JED JOHNSON
Bil’s rating (out of 5): BBB
Alternate Title: Andy Warhol’s Bad
USA, 1977. Factory Films. Story and Screenplay by Pat Hackett, George Abagnalo. Cinematography by Alan Metzger. Produced by Jeff Tornberg. Music by Mike Bloomfield. Production Design by Gene Rudolf. Costume Design by John Boxer. Film Editing by David E. McKenna.
Bonkers satire on suburban morality overseen by Andy Warhol’s production studio, starring Carroll Baker as an aesthetician who runs hit women out of her home between beauty treatments on her clients.

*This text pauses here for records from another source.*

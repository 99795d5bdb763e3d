//! Simulation engine and population management.
//!
//! This module provides the yearly life-cycle loop and the containers it
//! maintains.

//! Re-exports
//!
//! The most commonly used simulation types are re-exported here for
//! convenience so consumers can import them from `pedisim_sim::simulation`.
//!
//! - `Simulation`: the engine that runs years and orchestrates survival and
//!   reproduction.
//! - `Population`: the living set.
//! - `History`: the append-only ledger of every individual ever created.
//! - `SimulationBuilder`: fluent builder for constructing `Simulation` instances
//!   with sensible defaults and validation.

pub mod builder;
pub mod configs;
pub mod engine;
pub mod history;
pub mod population;

pub use builder::SimulationBuilder;
pub use configs::{
    Configuration, DemographyConfig, Environment, ExecutionConfig, GeneticsConfig,
    SelectionConfig,
};
pub use engine::{simulate, RunOutcome, Simulation, YearSummary};
pub use history::{Death, History};
pub use population::Population;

Perry King shows up looking for work and she breaks her rule about using men to carry out the violent jobs that she brokers, allowing this dangerous stud to take up space in her house and turn her life upside down. Meanwhile, her girls go out on their increasingly disturbing assignations, one of them to kill a noisy dog that is driving Brigid Berlin crazy, another to kill a woman’s baby because it won’t stop crying (which she then deals with herself in a very gory scene), all the while King waits on his own assignment to murder someone to finally be given the green light.
There’s a humorous edge to this ridiculous movie that will be lost on anyone who can’t pick up on its ironic tone, it’s not quite as campy as Paul Morrissey’s low-budget delights but its nasty sense of burlesque is somewhat dampened by watching it at home and not with a midnight madness crowd. Baker gives an outstanding performance, as solid and electrifying on screen as ever, and Susan Tyrrell steals the show as her morally conflicted and perpetually sobbing daughter-in-law.